En avril 2023, la Convention de Vienne sur la succession d’États en matière de biens, archives et dettes d’État de 1983 fêtera ses 40 ans. Adoptée par une Conférence réunie par l’Assemblée générale de l’Organisation des Nations unies, cette convention fait office de référence dans le droit international [1]. Elle oppose d’un côté les mouvements pour l’indépendance et la décolonisation qui refusent d’assumer des dettes issues des États prédécesseurs et de l’autre, la défense de l’ordre colonial et postcolonial dominant soutenu par les grands États créanciers. Décriés par ces derniers, les travaux de la Commission du droit international des Nations Unies (CDI) légitiment pourtant par le droit des actes unilatéraux de répudiation de dette par des nouveaux États ou des nouveaux gouvernements.

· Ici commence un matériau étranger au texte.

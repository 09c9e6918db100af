use std::time::Duration;

use moka::future::Cache;

use super::{location::Location, provider::Provider};
use crate::config::LookupConfig;

/// Successful provider answers, keyed by `provider:target`.
#[derive(Clone)]
pub struct LocationCache {
    inner: Cache<String, Location>,
}

impl LocationCache {
    pub fn new(ttl: Duration, capacity: u64) -> Self {
        let inner = Cache::builder()
            .time_to_live(ttl)
            .max_capacity(capacity)
            .build();
        Self { inner }
    }

    /// `None` when caching is switched off.
    pub fn from_config(config: &LookupConfig) -> Option<Self> {
        config.cache.then(|| {
            Self::new(
                Duration::from_secs(config.cache_ttl_secs),
                config.cache_capacity,
            )
        })
    }

    fn key(provider: Provider, target: &str) -> String {
        format!("{}:{}", provider, target)
    }

    pub async fn get(&self, provider: Provider, target: &str) -> Option<Location> {
        self.inner.get(&Self::key(provider, target)).await
    }

    pub async fn insert(&self, provider: Provider, target: &str, location: Location) {
        self.inner
            .insert(Self::key(provider, target), location)
            .await;
    }
}
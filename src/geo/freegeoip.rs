use urlencoding::encode;

use super::{
    location::FreeGeoIpLocation,
    provider::{HttpProvider, Provider},
};
use crate::config::LookupConfig;

pub struct FreeGeoIp<'a> {
    url: &'a str,
}

impl<'a> FreeGeoIp<'a> {
    pub fn new(url: &'a str) -> Self {
        Self {
            url: url.trim_end_matches('/'),
        }
    }

    pub fn from_config(config: &'a LookupConfig) -> Self {
        Self::new(&config.url)
    }
}

impl HttpProvider for FreeGeoIp<'_> {
    type Record = FreeGeoIpLocation;

    const PROVIDER: Provider = Provider::FreeGeoIp;

    fn request_url(&self, target: &str) -> String {
        format!("{}/json/{}", self.url, encode(target))
    }
}
use std::net::SocketAddr;

use axum::{
    Router,
    body::{Body, to_bytes},
    extract::connect_info::MockConnectInfo,
    http::{Request, StatusCode},
};
use serde_json::{Value, json};
use tower::ServiceExt;

use ipgeo::{AppState, Config, LookupConfig, geo::TestRecord};

fn record(value: Value) -> TestRecord {
    match value {
        Value::Object(map) => map,
        other => panic!("not an object: {other}"),
    }
}

fn app(lookup: LookupConfig, trust_forwarded_for: bool) -> Router {
    let config = Config {
        trust_forwarded_for,
        lookup,
        ..Config::default()
    };
    let state = AppState::new(&config).unwrap();
    let peer: SocketAddr = "203.0.113.7:4000".parse().unwrap();
    ipgeo::app(state, false).layer(MockConnectInfo(peer))
}

fn test_config() -> LookupConfig {
    let mut config = LookupConfig::with_provider("test");
    config.test_results.insert(
        "203.0.113.7".into(),
        record(json!({ "ip": "203.0.113.7", "city": "Peer" })),
    );
    config.test_results.insert(
        "192.30.253.113".into(),
        record(json!({ "ip": "192.30.253.113", "city": "Forwarded" })),
    );
    config
}

async fn get(app: Router, request: Request<Body>) -> (StatusCode, Value) {
    let response = app.oneshot(request).await.unwrap();
    let status = response.status();
    let body = to_bytes(response.into_body(), usize::MAX).await.unwrap();
    (status, serde_json::from_slice(&body).unwrap())
}

fn request(uri: &str) -> Request<Body> {
    Request::builder().uri(uri).body(Body::empty()).unwrap()
}

#[tokio::test]
async fn looks_up_the_caller() {
    let (status, body) = get(app(test_config(), false), request("/api/lookup")).await;
    assert_eq!(status, StatusCode::OK);
    assert_eq!(body, json!({ "ip": "203.0.113.7", "city": "Peer" }));
}

#[tokio::test]
async fn forwarded_for_only_when_trusted() {
    let forwarded = || {
        Request::builder()
            .uri("/api/lookup")
            .header("x-forwarded-for", "192.30.253.113, 10.0.0.1")
            .body(Body::empty())
            .unwrap()
    };

    let (_, body) = get(app(test_config(), true), forwarded()).await;
    assert_eq!(body["city"], "Forwarded");

    let (_, body) = get(app(test_config(), false), forwarded()).await;
    assert_eq!(body["city"], "Peer");
}

#[tokio::test]
async fn looks_up_a_path_identifier() {
    let (status, body) = get(app(test_config(), false), request("/api/lookup/192.30.253.113")).await;
    assert_eq!(status, StatusCode::OK);
    assert_eq!(body["city"], "Forwarded");

    let (status, body) = get(app(test_config(), false), request("/api/lookup/localhost")).await;
    assert_eq!(status, StatusCode::OK);
    assert_eq!(body, json!({ "ip": "127.0.0.1" }));
}

#[tokio::test]
async fn unknown_target_is_null() {
    let (status, body) = get(app(test_config(), false), request("/api/lookup/8.8.8.8")).await;
    assert_eq!(status, StatusCode::OK);
    assert_eq!(body, Value::Null);
}

#[tokio::test]
async fn missing_provider_is_a_server_error() {
    let (status, body) = get(
        app(LookupConfig::default(), false),
        request("/api/lookup/8.8.8.8"),
    )
    .await;
    assert_eq!(status, StatusCode::INTERNAL_SERVER_ERROR);
    assert_eq!(body["code"], "configuration_error");
}

#[tokio::test]
async fn unknown_route() {
    let response = app(test_config(), false)
        .oneshot(request("/api/nope"))
        .await
        .unwrap();
    assert_eq!(response.status(), StatusCode::NOT_FOUND);
}
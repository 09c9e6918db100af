use urlencoding::encode;

use super::{
    location::IpInfoLocation,
    provider::{HttpProvider, Provider},
};
use crate::config::LookupConfig;

const BASE_URL: &str = "https://ipinfo.io";

pub struct IpInfo<'a> {
    token: &'a str,
}

impl<'a> IpInfo<'a> {
    pub fn new(token: &'a str) -> Self {
        Self { token }
    }

    pub fn from_config(config: &'a LookupConfig) -> Self {
        Self::new(config.api_key())
    }
}

impl HttpProvider for IpInfo<'_> {
    type Record = IpInfoLocation;

    const PROVIDER: Provider = Provider::IpInfo;

    fn request_url(&self, target: &str) -> String {
        format!(
            "{}/{}/json?token={}",
            BASE_URL,
            encode(target),
            encode(self.token)
        )
    }
}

La Commission du droit international des Nations Unies (CDI) légitime des actes unilatéraux de répudiation de dette par des nouveaux États
Le principe de la continuité des obligations en matière de dette en cas de succession d’État ou de gouvernement est au cœur des conflits en matière de dettes souveraines et l’histoire montre très clairement qu’il ne s’agit nullement d’un principe intangible. Michael Waibel, professeur de droit international à l’université de Vienne, revient dans un récent article sur les débats qui se sont imposés autour de la succession des obligations des États en matière de dettes dans le contexte de la décolonisation [2].
Il consacre son analyse aux rapports de force entre deux approches sur la succession d’États en matière de dette. Une approche conservatrice selon laquelle les gouvernements héritent des dettes de leurs prédécesseurs. Ainsi, par la succession universelle (ou universal succession) « s’opère une complète et automatique absorption des droits et obligations de l’État prédécesseur par l’État successeur ». L’autre approche, critique, défend que l’État successeur n’est pas lié par les dettes de l’État prédécesseur car « les obligations de l’ancienne colonie (incluant les dettes) s’éteignent lors de l’indépendance du nouvel État » ce qui fait donc « table rase » (ou clean slate ).
Cette dernière approche est particulièrement défendue par Mohamed Bedjaoui, ancien juge à la Cour internationale de justice de La Haye pendant près de vingt ans (1982-2001). Il a été également membre de la Commission du droit international des Nations unies (1965-1982) et Rapporteur spécial sur « la succession d’États dans les matières autres que les traités ».
Il est important de rappeler que M. Bedjaoui a également été conseiller juridique du F.L.N. algérien, puis du Gouvernement provisoire de la République algérienne (GPRA), 1956-1962, expert de la délégation algérienne aux négociations d’Évian et de Lugrin pour l’indépendance de l’Algérie (1961-1962) et directeur de cabinet du président de l’Assemblée nationale constituante à Alger (1962). Il était donc actif au sein du Mouvement des non-alignés, en faveur de l’approche de la « table rase » qui s’impose clairement pendant la période de décolonisation.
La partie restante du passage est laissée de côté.